Stilltee, Stillsnacks

Das Sortiment an Nahrungsmitteln, die speziell für stillende Mütter hergestellt wurden, wächst stetig. Im Prinzip benötigst Du keines davon. Weder Stilltee, noch selbstgemachte Stillkugeln, Müsliriegel oder Fruchtschnitten für stillende Mütter. Allerdings schadet es auch nicht. Wenn Du stillst, ist es wichtig, dass Du genügend Flüssigkeit zu Dir nimmst. Stilltee kann, wenn er Dir schmeckt, dabei unterstützen. Stillsnacks – egal, ob als solche verkauft oder normale gesunde Snacks wie Nüsse oder Trockenfrüchte, sind vor allem in der Anfangszeit Gold wert. Denn für die Milchproduktion benötigst Du zusätzliche Energie – und das in einer Zeit, in der Du vielleicht wenig Zeit und Muse hast, dir etwas zu kochen.

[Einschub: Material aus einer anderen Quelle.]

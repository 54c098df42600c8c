//! Route lookup and dispatch.
//!
//! # Responsibilities
//! - Declare the application's routes (`/` → join, `/quiz` → quiz)
//! - Strip the history base path from incoming locations
//! - Look up the matching route, or return an explicit no-match
//! - Build clean URLs for views
//!
//! # Design Decisions
//! - Immutable after construction (shareable without locks)
//! - O(n) scan over routes (two entries)
//! - Explicit NotFound rather than silent default

use serde::Serialize;
use std::fmt;

use crate::routing::matcher::{path_only, ExactPathMatcher, Matcher};

/// The views the application can display.
#[derive(Debug, Clone, Copy, PartialEq, Eq, Hash, Serialize)]
#[serde(rename_all = "lowercase")]
pub enum View {
    /// Entry screen where a participant enters their id and quiz id.
    Join,
    /// Question screen for a joined participant.
    Quiz,
}

impl View {
    /// Route name of the view.
    pub fn name(self) -> &'static str {
        match self {
            View::Join => "join",
            View::Quiz => "quiz",
        }
    }
}

impl fmt::Display for View {
    fn fmt(&self, f: &mut fmt::Formatter<'_>) -> fmt::Result {
        f.write_str(self.name())
    }
}

/// A declared route.
#[derive(Debug, Clone)]
pub struct Route {
    /// Route name, used for logging and named lookups.
    pub name: &'static str,
    /// Literal path relative to the base.
    pub path: &'static str,
    /// View rendered for this route.
    pub view: View,
    matcher: ExactPathMatcher,
}

impl Route {
    fn new(name: &'static str, path: &'static str, view: View) -> Self {
        Self {
            name,
            path,
            view,
            matcher: ExactPathMatcher::new(path),
        }
    }
}

/// Outcome of resolving a location.
#[derive(Debug, Clone, PartialEq, Eq)]
pub enum Resolution<'a> {
    Matched(&'a Route),
    NotFound { path: String },
}

impl Resolution<'_> {
    /// The resolved view, if any.
    pub fn view(&self) -> Option<View> {
        match self {
            Resolution::Matched(route) => Some(route.view),
            Resolution::NotFound { .. } => None,
        }
    }

    /// Name used when rendering: the route name or `not-found`.
    pub fn view_name(&self) -> &'static str {
        match self {
            Resolution::Matched(route) => route.name,
            Resolution::NotFound { .. } => "not-found",
        }
    }

    pub fn is_match(&self) -> bool {
        matches!(self, Resolution::Matched(_))
    }
}

impl PartialEq for Route {
    fn eq(&self, other: &Self) -> bool {
        self.name == other.name && self.path == other.path && self.view == other.view
    }
}

impl Eq for Route {}

/// The application's route table in history mode.
#[derive(Debug, Clone)]
pub struct RouteTable {
    /// Base path without trailing slash; empty for the root.
    base: String,
    routes: Vec<Route>,
}

impl RouteTable {
    /// Build the route table mounted under `base_url` (e.g. `/` or `/app/`).
    pub fn new(base_url: &str) -> Self {
        Self {
            base: normalize_base(base_url),
            routes: vec![
                Route::new("join", "/", View::Join),
                Route::new("quiz", "/quiz", View::Quiz),
            ],
        }
    }

    /// Base URL as configured for history mode, always ending in `/`.
    pub fn base_url(&self) -> String {
        format!("{}/", self.base)
    }

    /// All declared routes in declaration order.
    pub fn routes(&self) -> &[Route] {
        &self.routes
    }

    /// Resolve a location (absolute path, optionally with query and fragment).
    pub fn resolve(&self, location: &str) -> Resolution<'_> {
        let Some(relative) = self.strip_base(location) else {
            return Resolution::NotFound {
                path: path_only(location).to_string(),
            };
        };

        match self.routes.iter().find(|r| r.matcher.matches(relative)) {
            Some(route) => Resolution::Matched(route),
            None => Resolution::NotFound {
                path: path_only(location).to_string(),
            },
        }
    }

    /// Look up a route by name.
    pub fn by_name(&self, name: &str) -> Option<&Route> {
        self.routes.iter().find(|r| r.name == name)
    }

    /// Look up the route that renders a view.
    pub fn route_for(&self, view: View) -> &Route {
        // Every View variant has a route declared in `new`.
        self.routes
            .iter()
            .find(|r| r.view == view)
            .unwrap_or(&self.routes[0])
    }

    /// Clean URL for a view, including the base path.
    pub fn href(&self, view: View) -> String {
        format!("{}{}", self.base, self.route_for(view).path)
    }

    fn strip_base<'l>(&self, location: &'l str) -> Option<&'l str> {
        let path = path_only(location);
        if self.base.is_empty() {
            return Some(path);
        }
        let rest = path.strip_prefix(self.base.as_str())?;
        if rest.is_empty() || rest.starts_with('/') {
            Some(rest)
        } else {
            None
        }
    }
}

/// Canonical base path: leading slash, no trailing slash, empty for the root.
/// `app`, `/app` and `/app/` all become `/app`.
pub fn normalize_base(base_url: &str) -> String {
    let base = base_url.trim_end_matches('/');
    if base.is_empty() || base.starts_with('/') {
        base.to_string()
    } else {
        format!("/{}", base)
    }
}

impl Default for RouteTable {
    fn default() -> Self {
        Self::new("/")
    }
}
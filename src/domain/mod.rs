//! 领域模型模块
//!
//! 纯数据结构，不包含执行逻辑

pub mod deploy;

// Re-exports for convenience
pub use deploy::{
    DeployStatus, DeploymentEvent, DeploymentOutcome, DeploymentRecord, PipelineStep,
    StepResult, StepStatus,
};
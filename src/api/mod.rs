//! API 模块
//!
//! HTTP handlers 和路由组装

pub mod deploy;
pub mod health;

use axum::{extract::DefaultBodyLimit, Router};
use std::sync::Arc;
use tower_http::{catch_panic::CatchPanicLayer, trace::TraceLayer};

use crate::state::AppState;

/// 推送事件请求体上限（与托管平台的 payload 上限一致）
const MAX_WEBHOOK_BODY_BYTES: usize = 25 * 1024 * 1024;

/// 构建完整的 API 路由
pub fn router(state: Arc<AppState>) -> Router {
    let webhook_path = state.config.webhook_path.clone();

    Router::new()
        // Health & Status
        .merge(health::router())
        // Webhook & history
        .merge(deploy::router(&webhook_path))
        // Middleware
        .layer(DefaultBodyLimit::max(MAX_WEBHOOK_BODY_BYTES))
        .layer(CatchPanicLayer::new())
        .layer(TraceLayer::new_for_http())
        .with_state(state)
}
//! 部署历史
//!
//! 内存中保存最近的部署记录，超出上限时丢弃最旧的记录

use std::collections::VecDeque;
use tokio::sync::RwLock;

use crate::config::env::constants::MAX_DEPLOY_HISTORY;
use crate::domain::deploy::DeploymentRecord;

/// 部署历史
pub struct DeploymentHistory {
    /// 最新记录在队首
    records: RwLock<VecDeque<DeploymentRecord>>,
    /// 最大记录数
    max_records: usize,
}

impl DeploymentHistory {
    /// 创建新的部署历史
    pub fn new() -> Self {
        Self::with_capacity(MAX_DEPLOY_HISTORY)
    }

    /// 使用自定义上限创建
    pub fn with_capacity(max_records: usize) -> Self {
        Self {
            records: RwLock::new(VecDeque::new()),
            max_records,
        }
    }

    /// 记录一次已结束的部署
    pub async fn record(&self, record: DeploymentRecord) {
        let mut records = self.records.write().await;
        records.push_front(record);
        while records.len() > self.max_records {
            records.pop_back();
        }
    }

    /// 最近的 `limit` 条记录（最新在前）
    pub async fn recent(&self, limit: usize) -> Vec<DeploymentRecord> {
        let records = self.records.read().await;
        records.iter().take(limit).cloned().collect()
    }

    /// 最近一次部署
    pub async fn last(&self) -> Option<DeploymentRecord> {
        self.records.read().await.front().cloned()
    }
}

impl Default for DeploymentHistory {
    fn default() -> Self {
        Self::new()
    }
}

#[cfg(test)]
mod tests {
    use super::*;
    use crate::domain::deploy::DeployStatus;
    use chrono::Utc;

    fn record(id: &str) -> DeploymentRecord {
        DeploymentRecord {
            id: id.to_string(),
            reference: "refs/heads/main".to_string(),
            commit: None,
            status: DeployStatus::Success,
            started_at: Utc::now(),
            finished_at: Utc::now(),
            steps: Vec::new(),
            failure_reason: None,
        }
    }

    #[tokio::test]
    async fn test_recent_is_newest_first() {
        let history = DeploymentHistory::new();
        history.record(record("a")).await;
        history.record(record("b")).await;

        let recent = history.recent(10).await;
        assert_eq!(recent.len(), 2);
        assert_eq!(recent[0].id, "b");
        assert_eq!(history.last().await.unwrap().id, "b");
    }

    #[tokio::test]
    async fn test_capacity_drops_oldest() {
        let history = DeploymentHistory::with_capacity(2);
        history.record(record("a")).await;
        history.record(record("b")).await;
        history.record(record("c")).await;

        let ids: Vec<String> = history.recent(10).await.into_iter().map(|r| r.id).collect();
        assert_eq!(ids, vec!["c", "b"]);
    }

    #[tokio::test]
    async fn test_recent_respects_limit() {
        let history = DeploymentHistory::new();
        for id in ["a", "b", "c"] {
            history.record(record(id)).await;
        }
        assert_eq!(history.recent(1).await.len(), 1);
        assert!(DeploymentHistory::new().last().await.is_none());
    }
}
//! Deploy Hook Agent - 推送触发部署代理
//!
//! Usage:
//! - Normal mode: `deploy-hook-agent`
//! - With custom port: `deploy-hook-agent --port 19999`
//!
//! Configuration is read from the environment (see `config::env`).

use deploy_hook_agent::RuntimeConfig;

/// 解析命令行参数
fn parse_args() -> RuntimeConfig {
    let args: Vec<String> = std::env::args().collect();
    let mut config = RuntimeConfig::default();

    let mut i = 1;
    while i < args.len() {
        match args[i].as_str() {
            "--port" if i + 1 < args.len() => {
                config.port_override = args[i + 1].parse().ok();
                if config.port_override.is_none() {
                    eprintln!("Ignoring invalid --port value: {}", args[i + 1]);
                }
                i += 2;
            }
            "--help" | "-h" => {
                print_help();
                std::process::exit(0);
            }
            "--version" | "-V" => {
                println!("deploy-hook-agent {}", env!("CARGO_PKG_VERSION"));
                std::process::exit(0);
            }
            other => {
                eprintln!("Ignoring unknown argument: {}", other);
                i += 1;
            }
        }
    }

    config
}

fn print_help() {
    println!("Deploy Hook Agent - 推送触发部署代理");
    println!();
    println!("USAGE:");
    println!("    deploy-hook-agent [OPTIONS]");
    println!();
    println!("OPTIONS:");
    println!("    --port <PORT>    Override the listening port");
    println!("    -V, --version    Print version");
    println!("    -h, --help       Print help information");
    println!();
    println!("ENVIRONMENT:");
    println!("    PORT                          Listening port (default 9000)");
    println!("    DEPLOY_TARGET_REF             Ref that triggers a deploy (default refs/heads/main)");
    println!("    DEPLOY_WEBHOOK_SECRET         HMAC secret for X-Hub-Signature-256");
    println!("    DEPLOY_INSECURE_SKIP_VERIFY   Allow running without a secret (default false)");
    println!("    DEPLOY_STEP_TIMEOUT_MS        Per-step timeout (default 300000)");
    println!("    DEPLOY_COMPOSE_FILE           Compose file (default docker-compose.yml)");
    println!("    DEPLOY_WORK_DIR               Repository checkout (default .)");
    println!("    DEPLOY_GIT_REMOTE             Remote to pull from (default origin)");
    println!("    DEPLOY_COMPOSE_COMMAND        Compose invocation (default \"docker compose\")");
    println!("    DEPLOY_WEBHOOK_PATH           Webhook endpoint (default /webhook)");
    println!("    DEPLOY_STDERR_TAIL_BYTES      Stderr kept for a failed step (default 4096)");
    println!("    RUST_LOG                      Log filter (default info)");
}

fn main() {
    let config = parse_args();

    let rt = match tokio::runtime::Runtime::new() {
        Ok(rt) => rt,
        Err(e) => {
            eprintln!("Error: failed to create runtime: {}", e);
            std::process::exit(1);
        }
    };

    let result = rt.block_on(deploy_hook_agent::init_and_run_agent_with_config(config));

    if let Err(e) = result {
        eprintln!("Error: {}", e);
        std::process::exit(1);
    }
}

Was du NICHT brauchst als stillende Mutter

Milchpulver, Fläschchen und Sauger

Oft wird suggeriert, dass dies zur Grundausstattung gehöre. Wenn Du Dein Baby stillen möchtest und bereit bist, mit eventuellen Schwierigkeiten umzugehen, ist die Wahrscheinlichkeit, dass Du diese „Erstausstattung“ brauchst, etwa so hoch wie die einer Hüftdysplasie. Sehr unwahrscheinlich also. Deshalb haben Eltern in der Regel auch keine Spreizhose zu Hause, „nur für den Ernstfall“. Sollte tatsächlich das Stillen nicht klappen, gibt es in jedem Krankenhaus Fläschchen und Milchpulver. In Drogerien, die an vielen Bahnhöfen auch Sonntags geöffnet haben, gibt es außerdem alles jederzeit zu kaufen.

Ein Kinderzimmer

So schön der Gedanke an ein perfekt eingerichtetes, wunderschönes Kinderzimmer mit Babywiege auch sein mag – dem Stillen tut das keinen Gefallen. Auch Babys, die mit der Flasche gefüttert werden im übrigen nicht. Lieber solltest Du Dein Baby ganz in Deiner Nähe im Beistellbettchen oder im Babybett neben dem Elternbett schlafen lassen.

Viele Stillmütter verzichten auch komplett auf ein eigenes Bett für’s Baby und lassen das Neugeborene im Familienbett schlafen. So kann das Kind auch nachts ununterbrochen die Nähe der Eltern spüren und als Mutter bekommst Du meist unmittelbar mit, wenn Dein Baby Hunger hat – noch bevor es anfängt, zu weinen. Die Nähe zum Baby fördert außerdem die Milchbildung und erleichtert das nächtliche Stillen – ein Aufstehen ist nicht nötig.